Search
Contact
Kamera vor Büroimmobilie
17.11.2025 | KPMG Law Insights

Video surveillance in rental properties: What should landlords be aware of?

Video surveillance of rented properties is only possible under strict legal conditions. More and more owners want to keep an eye on and secure their properties in this way. However, tenants are not always in agreement. While some feel better protected by cameras, others see surveillance as an invasion of their privacy or a professional or trade secret. For landlords, the question therefore arises as to the conditions under which the use of video surveillance is legally permissible and how the different interests can be reconciled in the best possible way. Both data protection regulations and tenancy law requirements must be taken into account. The question of costs is also interesting: can the costs of video surveillance be passed on to the tenants and, if so, to what extent?
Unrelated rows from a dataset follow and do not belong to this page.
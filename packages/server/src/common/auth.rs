use crate::common::{SubscriptionError, UserId};

/// Dependencies that know who the administrator is.
pub trait HasAuthContext: Send + Sync {
    fn admin_id(&self) -> UserId;
}

/// Entry point for authorization checks
///
/// ```ignore
/// Actor::new(sender).require_admin(deps.as_ref())?;
/// ```
pub struct Actor {
    actor_id: UserId,
}

impl Actor {
    pub fn new(actor_id: UserId) -> Self {
        Self { actor_id }
    }

    pub fn require_admin<D>(&self, deps: &D) -> Result<(), SubscriptionError>
    where
        D: HasAuthContext + ?Sized,
    {
        if self.actor_id != deps.admin_id() {
            return Err(SubscriptionError::PermissionDenied(format!(
                "user {} is not the administrator",
                self.actor_id
            )));
        }
        Ok(())
    }
}
use axum::{extract::Extension, routing::get, Router};
use sqlx::PgPool;
use tower_http::trace::TraceLayer;

use crate::server::routes::{health_handler, root_handler};

#[derive(Clone)]
pub struct AppState {
    pub db_pool: PgPool,
}

/// Build the HTTP router: an uptime probe at `/` and a detailed check at `/health`.
pub fn build_app(pool: PgPool) -> Router {
    let state = AppState { db_pool: pool };

    Router::new()
        .route("/", get(root_handler))
        .route("/health", get(health_handler))
        .layer(Extension(state))
        .layer(TraceLayer::new_for_http())
}

#[cfg(test)]
mod tests {
    use super::*;
    use axum::body::Body;
    use axum::http::{Request, StatusCode};
    use sqlx::postgres::PgPoolOptions;
    use tower::ServiceExt;

    #[tokio::test]
    async fn test_root_answers_without_database() {
        let pool = PgPoolOptions::new()
            .connect_lazy("postgres://localhost:1/unused")
            .unwrap();

        let response = build_app(pool)
            .oneshot(Request::builder().uri("/").body(Body::empty()).unwrap())
            .await
            .unwrap();

        assert_eq!(response.status(), StatusCode::OK);
    }

    #[tokio::test]
    async fn test_health_is_unavailable_without_database() {
        let pool = PgPoolOptions::new()
            .acquire_timeout(std::time::Duration::from_millis(500))
            .connect_lazy("postgres://localhost:1/unused")
            .unwrap();

        let response = build_app(pool)
            .oneshot(Request::builder().uri("/health").body(Body::empty()).unwrap())
            .await
            .unwrap();

        assert_eq!(response.status(), StatusCode::SERVICE_UNAVAILABLE);
    }

    #[tokio::test]
    async fn test_unknown_route_is_not_found() {
        let pool = PgPoolOptions::new()
            .connect_lazy("postgres://localhost:1/unused")
            .unwrap();

        let response = build_app(pool)
            .oneshot(Request::builder().uri("/members").body(Body::empty()).unwrap())
            .await
            .unwrap();

        assert_eq!(response.status(), StatusCode::NOT_FOUND);
    }
}
use anyhow::{Context, Result};
use chrono::{NaiveTime, Timelike};
use dotenvy::dotenv;
use std::env;
use std::str::FromStr;
use typed_builder::TypedBuilder;

use crate::common::UserId;

const DEFAULT_PAYMENT_INFO: &str = "PIX: your-key@pix.com\nAmount: R$ 50,00";
const DEFAULT_RENEWAL_PAYMENT_INFO: &str = "PIX: your-key@pix.com\nRenewal amount: R$ 40,00";

/// Application configuration loaded from environment variables
#[derive(Debug, Clone)]
pub struct Config {
    pub database_url: String,
    pub telegram_token: String,
    pub port: u16,
    pub subscription: SubscriptionConfig,
}

/// Membership rules shared by every component. Immutable once loaded.
#[derive(Debug, Clone, TypedBuilder)]
pub struct SubscriptionConfig {
    pub admin_id: UserId,
    pub group_id: i64,
    #[builder(default = 30)]
    pub subscription_days: i64,
    #[builder(default = 3)]
    pub renewal_warning_days: i64,
    #[builder(default = DEFAULT_PAYMENT_INFO.to_string(), setter(into))]
    pub payment_info: String,
    #[builder(default = DEFAULT_RENEWAL_PAYMENT_INFO.to_string(), setter(into))]
    pub renewal_payment_info: String,
    #[builder(default)]
    pub schedule: DailySchedule,
}

/// Time of day (UTC) each daily task runs.
#[derive(Debug, Clone, Copy, PartialEq, Eq)]
pub struct DailySchedule {
    pub birthday_greeting: NaiveTime,
    pub renewal_warning: NaiveTime,
    pub expiry_sweep: NaiveTime,
}

impl Default for DailySchedule {
    fn default() -> Self {
        Self {
            birthday_greeting: NaiveTime::from_hms_opt(9, 0, 0).unwrap_or_default(),
            renewal_warning: NaiveTime::from_hms_opt(10, 0, 0).unwrap_or_default(),
            expiry_sweep: NaiveTime::from_hms_opt(1, 0, 0).unwrap_or_default(),
        }
    }
}

impl DailySchedule {
    /// Six-field cron expression firing once a day at `time`.
    pub fn cron_expression(time: NaiveTime) -> String {
        format!("0 {} {} * * *", time.minute(), time.hour())
    }
}

impl Config {
    /// Load configuration from environment variables
    pub fn from_env() -> Result<Self> {
        // Load .env file if present (development)
        let _ = dotenv();

        let defaults = DailySchedule::default();

        Ok(Self {
            database_url: env::var("DATABASE_URL").context("DATABASE_URL must be set")?,
            telegram_token: env::var("TELEGRAM_TOKEN").context("TELEGRAM_TOKEN must be set")?,
            port: parse_or("PORT", 8080)?,
            subscription: SubscriptionConfig {
                admin_id: env::var("ADMIN_ID")
                    .context("ADMIN_ID must be set")?
                    .parse()
                    .context("ADMIN_ID must be a numeric user id")?,
                group_id: env::var("GROUP_ID")
                    .context("GROUP_ID must be set")?
                    .parse()
                    .context("GROUP_ID must be a numeric chat id")?,
                subscription_days: parse_or("SUBSCRIPTION_DAYS", 30)?,
                renewal_warning_days: parse_or("RENEWAL_WARNING_DAYS", 3)?,
                payment_info: env::var("PAYMENT_INFO")
                    .unwrap_or_else(|_| DEFAULT_PAYMENT_INFO.to_string()),
                renewal_payment_info: env::var("RENEWAL_PAYMENT_INFO")
                    .unwrap_or_else(|_| DEFAULT_RENEWAL_PAYMENT_INFO.to_string()),
                schedule: DailySchedule {
                    birthday_greeting: time_or("BIRTHDAY_RUN_AT", defaults.birthday_greeting)?,
                    renewal_warning: time_or("RENEWAL_WARNING_RUN_AT", defaults.renewal_warning)?,
                    expiry_sweep: time_or("EXPIRY_SWEEP_RUN_AT", defaults.expiry_sweep)?,
                },
            },
        })
    }
}

fn parse_or<T>(key: &str, default: T) -> Result<T>
where
    T: FromStr,
    T::Err: std::error::Error + Send + Sync + 'static,
{
    match env::var(key) {
        Ok(raw) => raw
            .parse()
            .with_context(|| format!("{} must be a valid number", key)),
        Err(_) => Ok(default),
    }
}

fn time_or(key: &str, default: NaiveTime) -> Result<NaiveTime> {
    match env::var(key) {
        Ok(raw) => NaiveTime::parse_from_str(raw.trim(), "%H:%M")
            .with_context(|| format!("{} must be formatted HH:MM", key)),
        Err(_) => Ok(default),
    }
}

#[cfg(test)]
mod tests {
    use super::*;

    #[test]
    fn test_cron_expression_for_daily_time() {
        let time = NaiveTime::from_hms_opt(9, 30, 0).unwrap();
        assert_eq!(DailySchedule::cron_expression(time), "0 30 9 * * *");
    }

    #[test]
    fn test_builder_defaults() {
        let config = SubscriptionConfig::builder()
            .admin_id(UserId::new(1))
            .group_id(-100)
            .build();

        assert_eq!(config.subscription_days, 30);
        assert_eq!(config.renewal_warning_days, 3);
        assert_eq!(
            config.schedule.expiry_sweep,
            NaiveTime::from_hms_opt(1, 0, 0).unwrap()
        );
    }
}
Data protection framework for video surveillance in rental properties

The legal requirements for the use of video surveillance in rented buildings are essentially derived from the General Data Protection Regulation (GDPR). In practice, the legal basis is regularly Art. 6 para. 1 lit. f GDPR. Consent is typically unsuitable due to the lack of voluntariness in the tenancy. The legitimate interests of the property owner – such as the protection of property, the prevention of criminal offenses or the preservation of evidence – must be reconciled with the rights and freedoms of the data subjects. In accordance with Art. 6 para. 1 lit. f GDPR, the processing of personal data is only permitted if it is necessary to safeguard legitimate interests and does not conflict with any overriding interests or fundamental rights of the data subjects.

Video surveillance requirements in detail

In practice, this means that video surveillance is not just permissible if there is a general need for more security. Concrete, objectifiable evidence of an increased risk situation is regularly required, such as past break-ins, attempted break-ins, vandalism or an increased crime rate at the location. Such incidents or a corresponding risk situation should be documented in a structured manner so that the legitimate interest in a surveillance measure can be clearly demonstrated.

In addition, video surveillance must be suitable, necessary and appropriate to actually achieve the desired objective – for example, protection against theft or damage to property. Before installation, it should be checked whether milder, equally suitable alternatives such as better lighting, access controls or the use of security personnel would be sufficient. This assessment must be documented. If these alternatives are impractical or inadequate, video surveillance may be considered proportionate.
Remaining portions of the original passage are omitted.